WHAT TO DO:
Hunt through the entries for the word "marker" and copy each line in which it appears.

═══ SUPPLIED MATERIAL

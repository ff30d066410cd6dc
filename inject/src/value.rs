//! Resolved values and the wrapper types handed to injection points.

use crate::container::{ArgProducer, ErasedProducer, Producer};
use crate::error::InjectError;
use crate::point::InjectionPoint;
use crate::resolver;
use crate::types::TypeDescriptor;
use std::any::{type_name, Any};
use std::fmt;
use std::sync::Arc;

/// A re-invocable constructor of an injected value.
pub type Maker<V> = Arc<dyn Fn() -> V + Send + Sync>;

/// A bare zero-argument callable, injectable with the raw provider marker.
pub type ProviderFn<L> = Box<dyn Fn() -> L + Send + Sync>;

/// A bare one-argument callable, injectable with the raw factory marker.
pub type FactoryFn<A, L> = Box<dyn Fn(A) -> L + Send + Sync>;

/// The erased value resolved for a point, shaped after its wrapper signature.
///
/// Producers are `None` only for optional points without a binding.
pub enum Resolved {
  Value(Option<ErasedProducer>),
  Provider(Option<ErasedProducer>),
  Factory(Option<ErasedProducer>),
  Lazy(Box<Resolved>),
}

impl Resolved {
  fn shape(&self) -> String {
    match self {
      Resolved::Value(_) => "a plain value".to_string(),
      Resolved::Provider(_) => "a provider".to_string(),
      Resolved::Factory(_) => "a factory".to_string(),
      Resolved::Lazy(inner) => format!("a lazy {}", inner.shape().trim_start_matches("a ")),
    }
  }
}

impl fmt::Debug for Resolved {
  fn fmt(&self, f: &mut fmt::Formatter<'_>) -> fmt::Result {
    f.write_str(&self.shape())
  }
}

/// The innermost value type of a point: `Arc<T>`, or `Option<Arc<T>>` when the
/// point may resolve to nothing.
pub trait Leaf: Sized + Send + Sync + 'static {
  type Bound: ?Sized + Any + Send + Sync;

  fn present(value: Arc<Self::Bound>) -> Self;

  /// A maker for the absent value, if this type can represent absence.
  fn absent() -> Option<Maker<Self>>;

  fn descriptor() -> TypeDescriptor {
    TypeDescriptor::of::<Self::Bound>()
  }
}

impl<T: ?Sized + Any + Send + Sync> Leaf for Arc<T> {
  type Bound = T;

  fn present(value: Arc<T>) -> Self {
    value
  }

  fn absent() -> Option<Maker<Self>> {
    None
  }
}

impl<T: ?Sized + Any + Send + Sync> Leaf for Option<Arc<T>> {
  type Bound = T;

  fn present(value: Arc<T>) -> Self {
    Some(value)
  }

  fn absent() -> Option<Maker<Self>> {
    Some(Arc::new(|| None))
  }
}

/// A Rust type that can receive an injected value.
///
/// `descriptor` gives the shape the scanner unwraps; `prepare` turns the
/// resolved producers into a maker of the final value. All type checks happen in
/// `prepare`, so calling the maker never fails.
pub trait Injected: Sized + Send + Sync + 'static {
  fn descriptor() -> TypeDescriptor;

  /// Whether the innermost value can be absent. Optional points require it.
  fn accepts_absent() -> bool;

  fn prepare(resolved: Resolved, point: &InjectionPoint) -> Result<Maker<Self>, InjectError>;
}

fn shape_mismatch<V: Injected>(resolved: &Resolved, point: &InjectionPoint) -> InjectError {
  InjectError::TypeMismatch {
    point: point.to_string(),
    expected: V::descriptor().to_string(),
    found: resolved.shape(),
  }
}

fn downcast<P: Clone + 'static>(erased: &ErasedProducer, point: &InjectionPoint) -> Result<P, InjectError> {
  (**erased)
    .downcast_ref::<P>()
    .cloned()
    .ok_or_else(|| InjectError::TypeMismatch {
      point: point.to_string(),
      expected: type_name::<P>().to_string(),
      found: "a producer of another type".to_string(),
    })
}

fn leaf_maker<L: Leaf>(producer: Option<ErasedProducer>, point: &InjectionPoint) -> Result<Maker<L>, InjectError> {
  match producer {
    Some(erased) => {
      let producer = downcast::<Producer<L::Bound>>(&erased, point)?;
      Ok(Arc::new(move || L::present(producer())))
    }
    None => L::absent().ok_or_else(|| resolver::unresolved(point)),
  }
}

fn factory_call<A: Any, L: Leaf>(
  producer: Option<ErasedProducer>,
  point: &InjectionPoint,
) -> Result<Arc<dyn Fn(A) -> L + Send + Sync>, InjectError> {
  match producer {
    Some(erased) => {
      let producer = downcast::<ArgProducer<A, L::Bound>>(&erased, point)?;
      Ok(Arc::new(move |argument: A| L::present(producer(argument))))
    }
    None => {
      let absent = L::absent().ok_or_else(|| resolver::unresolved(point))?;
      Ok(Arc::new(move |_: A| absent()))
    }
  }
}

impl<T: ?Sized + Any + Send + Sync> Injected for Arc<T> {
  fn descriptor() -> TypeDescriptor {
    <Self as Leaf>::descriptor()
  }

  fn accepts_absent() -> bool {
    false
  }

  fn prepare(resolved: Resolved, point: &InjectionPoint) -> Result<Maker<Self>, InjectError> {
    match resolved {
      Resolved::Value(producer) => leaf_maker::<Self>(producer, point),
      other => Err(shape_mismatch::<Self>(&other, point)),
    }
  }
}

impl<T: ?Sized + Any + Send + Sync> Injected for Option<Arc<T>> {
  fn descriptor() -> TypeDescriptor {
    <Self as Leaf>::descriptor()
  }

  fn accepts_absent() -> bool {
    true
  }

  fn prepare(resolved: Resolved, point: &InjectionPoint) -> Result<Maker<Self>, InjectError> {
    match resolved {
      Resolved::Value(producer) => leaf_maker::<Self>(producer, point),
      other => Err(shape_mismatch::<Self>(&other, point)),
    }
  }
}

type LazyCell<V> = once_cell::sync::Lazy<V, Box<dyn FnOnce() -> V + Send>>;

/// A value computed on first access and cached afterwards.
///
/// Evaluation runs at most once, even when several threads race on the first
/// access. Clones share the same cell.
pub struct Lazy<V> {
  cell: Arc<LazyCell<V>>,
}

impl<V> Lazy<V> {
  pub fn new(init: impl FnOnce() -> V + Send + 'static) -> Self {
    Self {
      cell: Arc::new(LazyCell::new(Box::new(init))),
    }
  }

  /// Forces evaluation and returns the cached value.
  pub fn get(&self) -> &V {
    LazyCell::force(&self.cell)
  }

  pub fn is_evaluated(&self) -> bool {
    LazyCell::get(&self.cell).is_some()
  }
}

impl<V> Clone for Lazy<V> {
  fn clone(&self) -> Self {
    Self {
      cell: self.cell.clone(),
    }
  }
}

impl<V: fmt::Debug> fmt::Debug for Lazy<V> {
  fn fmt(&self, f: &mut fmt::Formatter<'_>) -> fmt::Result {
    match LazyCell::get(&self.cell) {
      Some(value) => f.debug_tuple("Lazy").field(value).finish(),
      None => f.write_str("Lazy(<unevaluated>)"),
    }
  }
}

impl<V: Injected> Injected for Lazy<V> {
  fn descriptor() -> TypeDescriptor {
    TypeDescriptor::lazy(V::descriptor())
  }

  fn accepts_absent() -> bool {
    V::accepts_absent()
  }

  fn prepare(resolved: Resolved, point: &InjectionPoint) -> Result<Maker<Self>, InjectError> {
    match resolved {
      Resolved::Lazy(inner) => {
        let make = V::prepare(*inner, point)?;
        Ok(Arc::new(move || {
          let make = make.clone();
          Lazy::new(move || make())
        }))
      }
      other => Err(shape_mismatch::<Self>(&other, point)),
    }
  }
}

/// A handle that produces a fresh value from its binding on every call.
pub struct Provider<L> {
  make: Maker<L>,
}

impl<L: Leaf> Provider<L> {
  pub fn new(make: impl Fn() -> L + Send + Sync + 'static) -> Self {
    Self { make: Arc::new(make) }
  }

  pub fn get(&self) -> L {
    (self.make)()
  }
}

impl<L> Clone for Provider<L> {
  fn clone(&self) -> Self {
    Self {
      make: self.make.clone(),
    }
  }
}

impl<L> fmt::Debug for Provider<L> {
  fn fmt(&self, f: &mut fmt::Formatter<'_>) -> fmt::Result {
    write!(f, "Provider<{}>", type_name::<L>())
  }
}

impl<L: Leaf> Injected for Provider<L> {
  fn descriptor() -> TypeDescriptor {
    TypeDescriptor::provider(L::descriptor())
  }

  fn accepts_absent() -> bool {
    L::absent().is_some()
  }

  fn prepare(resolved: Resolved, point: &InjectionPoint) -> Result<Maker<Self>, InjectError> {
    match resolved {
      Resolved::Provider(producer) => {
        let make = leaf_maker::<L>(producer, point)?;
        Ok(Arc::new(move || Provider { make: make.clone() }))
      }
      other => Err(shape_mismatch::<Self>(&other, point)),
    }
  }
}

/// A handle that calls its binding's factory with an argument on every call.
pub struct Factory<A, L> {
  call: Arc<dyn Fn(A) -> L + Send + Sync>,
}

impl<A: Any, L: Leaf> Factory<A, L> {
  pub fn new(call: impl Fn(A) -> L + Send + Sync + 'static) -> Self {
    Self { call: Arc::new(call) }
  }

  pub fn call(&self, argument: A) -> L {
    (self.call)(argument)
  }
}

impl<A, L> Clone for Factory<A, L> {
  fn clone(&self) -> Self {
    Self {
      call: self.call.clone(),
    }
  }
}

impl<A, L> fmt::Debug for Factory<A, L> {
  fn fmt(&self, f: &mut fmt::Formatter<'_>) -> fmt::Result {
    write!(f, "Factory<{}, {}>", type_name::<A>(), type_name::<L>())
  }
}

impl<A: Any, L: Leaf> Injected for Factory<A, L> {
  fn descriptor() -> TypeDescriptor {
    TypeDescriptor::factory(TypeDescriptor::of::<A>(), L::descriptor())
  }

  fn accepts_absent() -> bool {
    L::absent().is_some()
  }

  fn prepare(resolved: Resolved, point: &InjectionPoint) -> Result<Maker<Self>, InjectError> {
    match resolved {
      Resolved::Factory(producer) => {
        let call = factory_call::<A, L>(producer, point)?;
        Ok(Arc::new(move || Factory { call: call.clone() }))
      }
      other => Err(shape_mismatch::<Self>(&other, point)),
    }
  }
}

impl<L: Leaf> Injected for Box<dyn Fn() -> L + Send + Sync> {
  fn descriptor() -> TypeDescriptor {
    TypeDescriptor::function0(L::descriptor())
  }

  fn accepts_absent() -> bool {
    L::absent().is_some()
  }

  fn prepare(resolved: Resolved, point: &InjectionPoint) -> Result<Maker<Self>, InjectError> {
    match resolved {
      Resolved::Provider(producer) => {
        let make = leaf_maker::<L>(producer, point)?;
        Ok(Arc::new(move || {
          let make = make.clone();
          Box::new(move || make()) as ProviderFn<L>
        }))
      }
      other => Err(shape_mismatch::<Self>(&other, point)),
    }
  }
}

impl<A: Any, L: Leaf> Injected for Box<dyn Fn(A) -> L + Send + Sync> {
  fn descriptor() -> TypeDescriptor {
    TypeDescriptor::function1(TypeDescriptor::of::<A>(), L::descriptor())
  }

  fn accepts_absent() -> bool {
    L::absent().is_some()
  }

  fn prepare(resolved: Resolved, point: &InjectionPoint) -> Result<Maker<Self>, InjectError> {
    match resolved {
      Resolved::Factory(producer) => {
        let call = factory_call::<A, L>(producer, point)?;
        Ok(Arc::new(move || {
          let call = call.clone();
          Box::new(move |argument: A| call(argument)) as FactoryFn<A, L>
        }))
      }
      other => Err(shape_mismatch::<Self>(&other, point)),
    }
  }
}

══════

RESPONSE:
/// A bare zero-argument callable, injectable with the raw provider marker.
/// A bare one-argument callable, injectable with the raw factory marker.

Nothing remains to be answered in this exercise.